Trump’s gaffe may have been excused as a one-off mispronunciation, but he later repeated the error with the comment that ‘”Nambia’s” health system is increasingly self-sufficient.’
Following the talk, a White House official moved to clarify that Trump did, in fact, mean Namibia—a southwest African country famous for its wildlife, vast Namib Desert, rich diamond reserves, and lengthy Atlantic Ocean coastline.
The president of Namibia, Hage Geingob, and deputy prime minister, Netumbo Nandi-Ndaitwah, were both present at the meeting but did not offer an immediate response to the error.
The ‘Nambia’ remark was not the only one that drew the ire of online commentators. Trump made sweeping references to the continent, with passing comments about Ebola and general health and economic issues.
He opened his speech with comments about the opportunities to foster job creation and economic growth. ‘Africa has tremendous business potential. I have so many friends going to your countries trying to get rich. I congratulate you. They’re spending a lot of money,’ he said.
On health issues, Trump said, ‘We will continue our partnership with critical health initiatives. My Secretary of Health and Human Services will be travelling to Africa to promote our Global Health Security Agenda’.
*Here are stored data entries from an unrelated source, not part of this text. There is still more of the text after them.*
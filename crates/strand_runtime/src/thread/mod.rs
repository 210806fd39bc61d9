//! Thread lifecycle and locking primitives.
//!
//! ## Modules
//!
//! - [`handle`]: Thread handle with cooperative exit, join, and self-destruct mode
//! - [`lock`]: Recursive lock with wait/signal on top of a non-recursive mutex
//! - [`id`]: Portable thread identity
//! - [`ffi`]: C FFI surface for hosts using function-pointer threads

// ---------------------------------------------------------------------------
// Conditional trace logging
// ---------------------------------------------------------------------------

macro_rules! thread_trace {
    ($($arg:tt)*) => {
        #[cfg(feature = "thread-debug")]
        tracing::trace!($($arg)*);
    };
}

/// Log and panic on a caller bug. Never returns.
macro_rules! contract_violation {
    ($($arg:tt)*) => {{
        let message = format!($($arg)*);
        tracing::error!(%message, "thread contract violation");
        panic!("thread contract violation: {message}")
    }};
}

pub mod ffi;
pub mod handle;
pub mod id;
pub mod lock;

pub use handle::{RunState, ThreadHandle, ThreadOptions, current_name, exit};
pub use id::ThreadId;
pub use lock::{RecursiveLock, RecursiveLockGuard};
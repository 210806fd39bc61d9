//! Error types for the threading runtime.

use thiserror::Error;

/// Failures surfaced to the caller as values.
///
/// Contract violations (joining yourself, releasing a lock you do not own)
/// are not represented here: they panic on the offending thread.
#[derive(Debug, Error)]
pub enum ThreadError {
    #[error("failed to create native thread `{name}`: {source}")]
    Spawn {
        name: String,
        #[source]
        source: std::io::Error,
    },

    #[error("invalid thread name {0:?}: names may not contain NUL bytes")]
    InvalidName(String),

    #[error("thread identifiers exhausted")]
    IdExhausted,
}

/// Result type for threading operations.
pub type ThreadResult<T> = Result<T, ThreadError>;
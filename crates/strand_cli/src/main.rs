//! Command-line harness for the strand threading runtime.

mod scenario;

use clap::{Parser, Subcommand};
use std::process::ExitCode;
use tracing_subscriber::EnvFilter;

use scenario::{ContendOptions, HandoffOptions};

#[derive(Parser)]
#[command(name = "strand")]
#[command(author, version)]
#[command(about = "Exercise strand threads and recursive locks", long_about = None)]
struct Cli {
    #[command(subcommand)]
    command: Commands,

    /// Enable verbose output
    #[arg(short, long, global = true)]
    verbose: bool,
}

#[derive(Subcommand)]
enum Commands {
    /// Hand a counter back and forth between two threads via wait/signal
    Handoff {
        /// Number of handoff rounds to run
        #[arg(short, long, default_value = "100")]
        rounds: u32,
    },

    /// Hammer one recursive lock from several threads
    Contend {
        /// Number of worker threads
        #[arg(short, long, default_value = "4")]
        threads: u32,

        /// Critical sections entered per thread
        #[arg(short, long, default_value = "10000")]
        iterations: u32,

        /// Recursion depth of each critical section
        #[arg(short, long, default_value = "2")]
        depth: u32,
    },
}

fn init_logging(verbose: bool) {
    let fallback = if verbose { "debug" } else { "info" };
    let filter = EnvFilter::try_from_default_env()
        .or_else(|_| EnvFilter::try_new(fallback))
        .unwrap_or_else(|_| EnvFilter::new("info"));

    let _ = tracing_subscriber::fmt()
        .with_env_filter(filter)
        .with_target(false)
        .with_thread_names(true)
        .with_writer(std::io::stderr)
        .try_init();
}

fn main() -> ExitCode {
    let cli = Cli::parse();
    init_logging(cli.verbose);

    let result = match cli.command {
        Commands::Handoff { rounds } => {
            scenario::run_handoff(&HandoffOptions { rounds }).map(|report| report.to_string())
        }
        Commands::Contend {
            threads,
            iterations,
            depth,
        } => scenario::run_contend(&ContendOptions {
            threads,
            iterations,
            depth,
        })
        .map(|report| report.to_string()),
    };

    match result {
        Ok(summary) => {
            println!("{summary}");
            ExitCode::SUCCESS
        }
        Err(e) => {
            eprintln!("error: {e:#}");
            ExitCode::FAILURE
        }
    }
}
He later made a similar comment regarding several African countries’ efforts towards security issues and countering terrorism: ‘To assist in these efforts I’m sending Ambassador Nikki Haley to Africa to discuss avenues of conflict and resolution.’
Many were quick to point out that a trip to ‘Africa‘ is a fairly complex endeavour for one individual, given that, according to the African Union, there are 55 autonomous states on the continent.